Above all, it's a short-term supplement to the Ryan plan -- which Toomey said he'd vote for if it gets to the Senate floor.
"The focus of this budget is to demonstrate that we can reach a balance in 10 years, in part to buy us the time for the structural reforms that these other programs will need," he said.
It's unclear how much establishment GOP support the Toomey budget will earn. Sens. Marco Rubio (Fla.), Ron Johnson (Wisc.), Mike Lee (Utah) and Jim DeMint (S.C.) joined up for the press conference, and Toomey announced co-sponsorships from Tom Coburn (Okla.), Richard Burr (N.C.) and James Risch (Idaho) as well.
Rubio -- the telegenic freshman who is seen as an attractive future presidential candidate -- arrived late and did his best to steal the show. He spoke of his 80-year-old Medicare recipient mother and how the Ryan plan to turn Medicare into a "premium support" model is a way to save it for future generations.
"The political risks are dwarfed by the real risks of allowing Medicare to go bankrupt," he said. "The political risks do not measure up to the real risk of allowing Medicare over the next five to 12 years to have to cut benefits because it starts running out of money. I want to save Medicare. I want it to exist for now, for my parents, for my mom, for my generation and for my children’s generation."

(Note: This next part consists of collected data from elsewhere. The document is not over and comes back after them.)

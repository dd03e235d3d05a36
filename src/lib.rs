// ============================================================================
// Numerology Engine Library
// Deterministic numerology readings from a name and a birth date
// ============================================================================

//! # Numerology Engine
//!
//! Computes a complete numerology reading from a person's names and birth
//! date.
//!
//! ## Features
//!
//! - **Core numbers**: life path, expression, intimate, realization, heredity
//! - **Karmic debts** detected along every reduction chain
//! - **Inclusion grid** with its four pillars and a letter-frequency analysis
//! - **Life cycles**, realization periods and challenges
//! - **Pluggable letter tables** (Pythagorean, Chaldean)
//! - **Event handlers** for logging and auditing, batch fan-out over threads
//!
//! ## Example
//!
//! ```rust
//! use numerology_engine::prelude::*;
//!
//! let request = CalculationRequest::from_form("Jean", "Dupont", "15/06/1990").unwrap();
//! let reading = calculate(&request).unwrap();
//!
//! assert_eq!(reading.life_path.value, 4);
//! assert_eq!(reading.karmic_debts, vec![13]);
//! println!("Expression: {}", reading.expression);
//! println!("Cycles: {:?}", reading.cycles);
//! ```

pub mod domain;
pub mod engine;
pub mod interfaces;
pub mod numeric;

// Re-exports for convenience
pub mod prelude {
    pub use crate::domain::{
        BirthDate, CalculationError, CalculationRequest, CalculationResult, CoreNumber,
        DateParts, EngineConfig, LetterSystem, Pillar, Reading, ReadingId, StoredReading,
        YPolicy,
    };
    pub use crate::engine::{
        calculate, create_from_config, NumerologyEngine, NumerologyEngineBuilder,
    };
    pub use crate::interfaces::{
        CalculationEvent, ChaldeanTable, EventHandler, LetterTable, LoggingEventHandler,
        NoOpEventHandler, PythagoreanTable, RecordingEventHandler,
    };
    pub use crate::numeric::{reduce, ReductionPolicy};
}

#[cfg(test)]
mod integration_tests {
    use super::prelude::*;
    use std::sync::Arc;

    fn jean_dupont() -> CalculationRequest {
        CalculationRequest::new("Jean", "Dupont", DateParts::new(15, 6, 1990))
    }

    fn elodie_lefevre() -> CalculationRequest {
        CalculationRequest::new("Élodie", "Lefèvre", DateParts::new(29, 11, 1985))
            .with_middle_name("Anne")
    }

    #[test]
    fn test_end_to_end_reading() {
        let reading = calculate(&jean_dupont()).unwrap();

        assert_eq!(reading.life_path.value, 4);
        assert_eq!(reading.karmic_debts, vec![13]);
        assert_eq!(reading.expression.value, 3);
        assert_eq!(reading.intimate.value, 6);
        assert_eq!(reading.realization.value, 6);
        assert_eq!(reading.heredity_number.value, 9);
        assert_eq!(reading.inclusion_grid.total, 10);
        assert_eq!(reading.cycles.formatif.years, "0-32 ans");
        assert_eq!(reading.cycles.moisson.years, "59 ans et plus");
        assert_eq!(
            reading.vibration,
            vec![1, 2, 11, 20, 3, 4, 13, 22, 5, 6, 33, 7, 8, 9]
        );

        assert_eq!(reading.name_analysis.first_name.letters, vec!['J', 'E', 'A', 'N']);
        assert!(reading.name_analysis.middle_names.is_empty());
    }

    #[test]
    fn test_empty_middle_names_contribute_nothing() {
        let plain = calculate(&jean_dupont()).unwrap();
        let blank = calculate(&jean_dupont().with_middle_name("").with_middle_name("  ")).unwrap();

        assert_eq!(plain, blank);
    }

    #[test]
    fn test_accented_names_and_expression_debt() {
        let reading = calculate(&elodie_lefevre()).unwrap();

        // 32 + 16 + 37 = 85 -> 13 -> 4
        assert_eq!(reading.expression.value, 4);
        assert_eq!(reading.karmic_debts, vec![13]);
        assert_eq!(reading.life_path.value, 9);
        assert_eq!(reading.intimate.value, 1);
        assert_eq!(reading.realization.value, 3);
        assert_eq!(reading.heredity_number.value, 1);
        assert_eq!(reading.letter_analysis.total_vowels, 9);
        assert_eq!(reading.letter_analysis.total_consonants, 8);
        assert_eq!(reading.realization_periods.first.number, 22);
        assert_eq!(reading.realizations.first, 27);
        assert_eq!(reading.cycles.productif.years, "27-54 ans");
        assert_eq!(reading.personality_traits.intimate, 7);
        assert_eq!(reading.personality_traits.social, 5);
        assert_eq!(reading.name_analysis.middle_names.len(), 1);
    }

    #[test]
    fn test_determinism() {
        let engine = NumerologyEngine::default();
        let request = elodie_lefevre();

        let first = engine.calculate(&request).unwrap();
        for _ in 0..5 {
            assert_eq!(engine.calculate(&request).unwrap(), first);
        }
    }

    #[test]
    fn test_grid_total_matches_letter_counts() {
        for request in [jean_dupont(), elodie_lefevre()] {
            let reading = calculate(&request).unwrap();
            let grid = &reading.inclusion_grid;
            let letters = &reading.letter_analysis;

            assert_eq!(grid.total, letters.total_vowels + letters.total_consonants);
            assert_eq!(grid.grid.values().sum::<u32>(), grid.total);
            assert_eq!(grid.grid.len(), 9);
        }
    }

    #[test]
    fn test_core_numbers_in_range() {
        for request in [jean_dupont(), elodie_lefevre()] {
            let reading = calculate(&request).unwrap();
            for core in [
                reading.life_path,
                reading.expression,
                reading.intimate,
                reading.realization,
            ] {
                assert!(core.value <= 9 || [11, 22, 33].contains(&core.value));
                assert_eq!(core.secondary.is_some(), core.value > 9);
            }
            assert!(reading.heredity_number.value <= 9);
            assert!(reading.karmic_debts.windows(2).all(|w| w[0] < w[1]));
        }
    }

    #[test]
    fn test_rejections() {
        let empty = CalculationRequest::new("", "  ", DateParts::new(15, 6, 1990));
        assert_eq!(calculate(&empty), Err(CalculationError::EmptyName));

        let leap = CalculationRequest::new("Jean", "Dupont", DateParts::new(29, 2, 1990));
        assert!(matches!(
            calculate(&leap),
            Err(CalculationError::InvalidDate(_))
        ));

        let far = CalculationRequest::new("Jean", "Dupont", DateParts::new(1, 1, 2150));
        assert!(matches!(
            calculate(&far),
            Err(CalculationError::InvalidDate(_))
        ));

        // Only one of the two names is required
        let single = CalculationRequest::new("", "Dupont", DateParts::new(15, 6, 1990));
        assert!(calculate(&single).is_ok());
    }

    #[test]
    fn test_carried_names() {
        let request = CalculationRequest::new("Marie", "Curie", DateParts::new(4, 1, 2006))
            .with_marital_name("Dupont")
            .with_used_first_name("Jean");

        let legal = calculate(&request).unwrap();
        assert_eq!(legal.expression.value, 3);
        assert!(legal.name_analysis.marital_name.is_some());
        assert!(legal.name_analysis.used_first_name.is_some());

        let carried = calculate(&request.clone().with_carried_name(true)).unwrap();
        // JEAN DUPONT letters: 39 -> 12 -> 3, traits from JEAN
        assert_eq!(carried.inclusion_grid.total, 10);
        assert_eq!(carried.personality_traits.social, 3);
        assert_eq!(carried.personality_traits.intimate, 6);
        // Heredity stays on the birth name: CURIE = 29 -> 2
        assert_eq!(carried.heredity_number.value, 2);
        assert_eq!(legal.heredity_number.value, 2);
        // Date numbers are untouched
        assert_eq!(carried.life_path.value, legal.life_path.value);
    }

    #[test]
    fn test_carried_flag_ignores_empty_variants() {
        let request = jean_dupont()
            .with_marital_name("")
            .with_carried_name(true);

        let reading = calculate(&request).unwrap();
        assert_eq!(reading.expression.value, 3);
        assert_eq!(reading.inclusion_grid.total, 10);
    }

    #[test]
    fn test_events_for_batch() {
        let handler = Arc::new(RecordingEventHandler::new());
        let engine = NumerologyEngineBuilder::new()
            .build(handler.clone())
            .unwrap();

        let results = engine.calculate_batch(&[jean_dupont(), elodie_lefevre()]);
        assert!(results.iter().all(|r| r.is_ok()));
        assert_eq!(handler.len(), 4);
    }

    #[test]
    fn test_stored_reading_envelope() {
        let reading = calculate(&jean_dupont()).unwrap();
        let stored = StoredReading::new(reading.clone());
        let other = StoredReading::new(reading.clone());

        assert_ne!(stored.result_id, other.result_id);
        assert_eq!(stored.reading, other.reading);
        assert_eq!(stored.reading, reading);
    }

    #[cfg(feature = "serde")]
    #[test]
    fn test_reading_json_round_trip() {
        let reading = calculate(&elodie_lefevre()).unwrap();

        let json = serde_json::to_string(&reading).unwrap();
        assert!(json.contains("\"lifePath\""));
        assert!(json.contains("\"karmicDebts\":[13]"));
        assert!(json.contains("\"heredityNumber\""));
        assert!(json.contains("\"totalVowels\":9"));

        let decoded: Reading = serde_json::from_str(&json).unwrap();
        assert_eq!(decoded, reading);

        // Realizations map each ordinal to a transition age
        let value: serde_json::Value = serde_json::from_str(&json).unwrap();
        assert_eq!(value["realizations"]["first"], 27);
        assert_eq!(value["realizations"]["second"], 36);
        assert_eq!(value["realizations"]["third"], 45);
        assert_eq!(value["realizations"]["fourth"], 45);
        assert_eq!(value["realizationPeriods"]["first"]["number"], 22);
        assert_eq!(value["realizationPeriods"]["fourth"]["toAge"], serde_json::Value::Null);

        let stored = StoredReading::new(reading);
        let json = serde_json::to_string(&stored).unwrap();
        assert!(json.contains("\"resultId\""));
        assert!(json.contains("\"createdAt\""));
        let decoded: StoredReading = serde_json::from_str(&json).unwrap();
        assert_eq!(decoded, stored);
    }
}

The only ones who want to cut Medicare, he said, are Democrats who voted for President Obama's health care law, which cut about $500 billion from the growth of Medicare.
"Ironically, many of the people advocating doing nothing are the same people who advocated cutting half a trillion dollars out of Medicare," he said.
Nice stump line, but maybe he should have read the budget he was endorsing: It keeps those same Medicare cuts, while repealing the rest of the health care law. (As the Pennsylvania Democrats point out, Toomey bashed those Medicare cuts, too, in an ad attacking Joe Sestak.)
UPDATE 4:21 p.m.: Rubio spokesman Alex Burgos emailed with a fuller explanation of the Toomey plan vs. Obama's health care plan: "The rest of what Senator Rubio said was 'took the money out of Medicare to fund an experiment outside of Medicare.' The point is that we use the $500 billion savings under ObamaCare to help get Medicare on more solid financial footing. ObamaCare takes the $500 billion out of Medicare and uses it to fund something else. And that was the point: our plan saves Medicare, ObamaCare raids Medicare."